Paulo Scott
Depois do Slam Poetry e com o firme propósito de manter a tênue origem protocolar e culturalmente-analítica desta minha coluna, referirei o Pecha Kucha.
Ouvi a expressão pela primeira vez da boca do genial escritor André Czarnobai. Ele me falou de um negócio que surgiu em Tóquio, em 2003, e se espalhou pelo mundo. Trata-se de um evento performático cujo destaque é o formato bastante especifico: 14 pessoas se sucedem em um palco, mostrando 20 imagens pelo tempo exato de 20 segundos cada uma. Cada performance terá seis minutos.
Como seria óbvio perguntar: qual o motivo para não serem 20 convidados? Reza a lenda que mais do que 14 apresentações torna o evento muito cansativo - embora haja outras explicações cabalísticas por aí (se vocês procurarem tenho certeza de que encontrarão).
Os eventos são à noite porque o slideshow tem de ser explorado em toda sua potencialidade (a ponto de a imagem estar em primeiro lugar, na frente da palavra ou da música). Não é à toa que a audiência, na sua maioria, é formada por gente ligada à fotografia, arquitetura e design, mas a interatividade com leitores, poetas, dramaturgos, músicos e atores é significativa.
Não há restrição de conteúdo, porém cada vez mais se afirmam a performances com alguma inclinação narrativa.
A utilização de slide, mesmo que o programa seja um Powerpoint, traz um ar retrô às performances, a platéia se submete ao tempo, à suspensão de algo que pode ser esmiuçado, afinal, nos dias de hoje, manter a atenção por mais de 20 segundos em uma imagem projetada não é pouca coisa.
Uleshka Asher, editor da famosa revista virtual Ping Mag, diz que o segredo está na simplicidade.
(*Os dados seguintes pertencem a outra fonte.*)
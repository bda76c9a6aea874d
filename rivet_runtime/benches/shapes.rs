//! Attribute Storage Performance Benchmarks
//!
//! Benchmarks for the shape-shared attribute maps and the adaptive access
//! caches.
//!
//! # Benchmark Categories
//!
//! 1. **Attribute Access**: cached slot access vs shape chain lookup
//! 2. **Shape Transitions**: cost of adding attributes and reusing
//!    transitions, including removal transitions
//! 3. **Access Sites**: monomorphic and polymorphic hit paths vs the
//!    generic fallback
//! 4. **Cast Pipeline**: element conversion throughput for the hot pairs

use criterion::{criterion_group, criterion_main, black_box, BenchmarkId, Criterion, Throughput};
use rivet_core::diag::NullSink;
use rivet_core::intern::intern;
use rivet_core::kind::TypeRank;
use rivet_runtime::attributes::cache::AttributeAccessSite;
use rivet_runtime::attributes::fixed;
use rivet_runtime::attributes::shape::ShapeRegistry;
use rivet_runtime::cast::{cast, CastContext, CastFlags};
use rivet_runtime::deparse::DefaultDeparser;
use rivet_runtime::sharing::ReferenceCountSharing;
use rivet_runtime::vector::{RValue, RVector};
use std::sync::Arc;

// =============================================================================
// Benchmark Helpers
// =============================================================================

/// Create a vector with N attributes named "attr0", "attr1", etc.
fn vector_with_n_attributes(n: usize) -> RVector {
    let mut v = RVector::int_vector(vec![0]);
    let map = v.ensure_attributes();
    for i in 0..n {
        let name = intern(&format!("attr{}", i));
        map.set(&name, Arc::new(RVector::int_scalar(i as i32)) as RValue);
    }
    v
}

// =============================================================================
// Attribute Access Benchmarks
// =============================================================================

fn bench_attribute_access(c: &mut Criterion) {
    let mut group = c.benchmark_group("attribute_access");

    group.bench_function("map_lookup", |b| {
        let v = vector_with_n_attributes(4);
        let name = intern("attr2");
        b.iter(|| black_box(v.attributes().unwrap().get(&name)))
    });

    group.bench_function("slot_direct", |b| {
        let v = vector_with_n_attributes(4);
        let name = intern("attr2");
        let slot = v.attributes().unwrap().shape().lookup(&name).unwrap();
        b.iter(|| black_box(v.attributes().unwrap().get_slot(slot)))
    });

    // Chain length scaling
    for count in [1, 4, 8, 16].iter() {
        group.bench_with_input(BenchmarkId::new("chain_length", count), count, |b, &count| {
            let v = vector_with_n_attributes(count);
            let name = intern(&format!("attr{}", count - 1));
            b.iter(|| black_box(v.attributes().unwrap().get(&name)))
        });
    }

    group.finish();
}

// =============================================================================
// Shape Transition Benchmarks
// =============================================================================

fn bench_shape_transitions(c: &mut Criterion) {
    let mut group = c.benchmark_group("shape_transitions");

    group.bench_function("cached_transition", |b| {
        let registry = ShapeRegistry::new();
        let name = intern("names");
        let empty = registry.empty_shape();
        let _ = registry.transition(&empty, name.clone());

        b.iter(|| {
            let empty = registry.empty_shape();
            black_box(registry.transition(&empty, name.clone()))
        })
    });

    group.bench_function("unique_transitions", |b| {
        let registry = ShapeRegistry::new();
        let mut counter = 0usize;

        b.iter(|| {
            let name = intern(&format!("unique_{}", counter));
            counter += 1;
            let empty = registry.empty_shape();
            black_box(registry.transition(&empty, name))
        })
    });

    group.bench_function("memoized_removal", |b| {
        let registry = ShapeRegistry::new();
        let empty = registry.empty_shape();
        let a = registry.transition(&empty, intern("a"));
        let ab = registry.transition(&a, intern("b"));
        let abc = registry.transition(&ab, intern("c"));
        let target = intern("b");
        let _ = registry.transition_remove(&abc, &target);

        b.iter(|| black_box(registry.transition_remove(&abc, &target)))
    });

    // Building the common names+dim+dimnames+class layout from scratch
    group.bench_function("fixed_attribute_layout", |b| {
        b.iter(|| {
            let mut v = RVector::int_vector(vec![1, 2, 3, 4]);
            fixed::set_dim(&mut v, Some(&[2, 2])).unwrap();
            fixed::set_class(&mut v, Some(Arc::new(RVector::strings(&["m"])))).unwrap();
            black_box(v)
        })
    });

    group.finish();
}

// =============================================================================
// Access Site Benchmarks
// =============================================================================

fn bench_access_sites(c: &mut Criterion) {
    let mut group = c.benchmark_group("access_sites");

    group.bench_function("monomorphic_hit", |b| {
        let mut site = AttributeAccessSite::new(intern("attr1"));
        let v = vector_with_n_attributes(4);
        let _ = site.get(&v);

        b.iter(|| black_box(site.get(&v)))
    });

    group.bench_function("polymorphic_hit", |b| {
        let mut site = AttributeAccessSite::new(intern("attr0"));
        let shapes: Vec<RVector> = (1..4).map(vector_with_n_attributes).collect();
        for v in &shapes {
            let _ = site.get(v);
        }

        let mut idx = 0usize;
        b.iter(|| {
            idx = (idx + 1) % shapes.len();
            black_box(site.get(&shapes[idx]))
        })
    });

    group.bench_function("generic_fallback", |b| {
        let mut site = AttributeAccessSite::new(intern("attr0"));
        // Enough distinct layouts to push the site past every cache tier
        let shapes: Vec<RVector> = (1..80).map(vector_with_n_attributes).collect();
        for v in &shapes {
            let _ = site.get(v);
        }

        let mut idx = 0usize;
        b.iter(|| {
            idx = (idx + 1) % shapes.len();
            black_box(site.get(&shapes[idx]))
        })
    });

    group.finish();
}

// =============================================================================
// Cast Pipeline Benchmarks
// =============================================================================

fn bench_cast_pipeline(c: &mut Criterion) {
    let mut group = c.benchmark_group("cast_pipeline");
    const LEN: usize = 1024;
    group.throughput(Throughput::Elements(LEN as u64));

    group.bench_function("int_to_double", |b| {
        let value: RValue = Arc::new(RVector::int_vector((0..LEN as i32).collect()));
        b.iter(|| {
            let mut sink = NullSink;
            let mut ctx = CastContext {
                diagnostics: &mut sink,
                deparser: &DefaultDeparser,
                sharing: &ReferenceCountSharing,
            };
            black_box(cast(&value, TypeRank::Double, CastFlags::empty(), &mut ctx).unwrap())
        })
    });

    group.bench_function("double_to_int", |b| {
        let value: RValue =
            Arc::new(RVector::double_vector((0..LEN).map(|i| i as f64 + 0.5).collect()));
        b.iter(|| {
            let mut sink = NullSink;
            let mut ctx = CastContext {
                diagnostics: &mut sink,
                deparser: &DefaultDeparser,
                sharing: &ReferenceCountSharing,
            };
            black_box(cast(&value, TypeRank::Integer, CastFlags::empty(), &mut ctx).unwrap())
        })
    });

    group.bench_function("string_to_double", |b| {
        let value: RValue = Arc::new(RVector::strings(
            &(0..LEN).map(|i| format!("{}.25", i)).collect::<Vec<_>>(),
        ));
        b.iter(|| {
            let mut sink = NullSink;
            let mut ctx = CastContext {
                diagnostics: &mut sink,
                deparser: &DefaultDeparser,
                sharing: &ReferenceCountSharing,
            };
            black_box(cast(&value, TypeRank::Double, CastFlags::empty(), &mut ctx).unwrap())
        })
    });

    group.finish();
}

// =============================================================================
// Criterion Groups
// =============================================================================

criterion_group!(
    shape_benches,
    bench_attribute_access,
    bench_shape_transitions,
    bench_access_sites,
    bench_cast_pipeline,
);

criterion_main!(shape_benches);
Garante que freqüenta os Pecha Kucha para saber o que de mais quente está acontecendo em Tóquio e no mundo.
O primeiro Pecha Kucha no Brasil está programado para ocorrer em março, em Porto Alegre, no cultuado bar Ocidente. Prometo cobertura especial para esta coluna e recomendo: se estiverem por perto... bem, vocês sabem.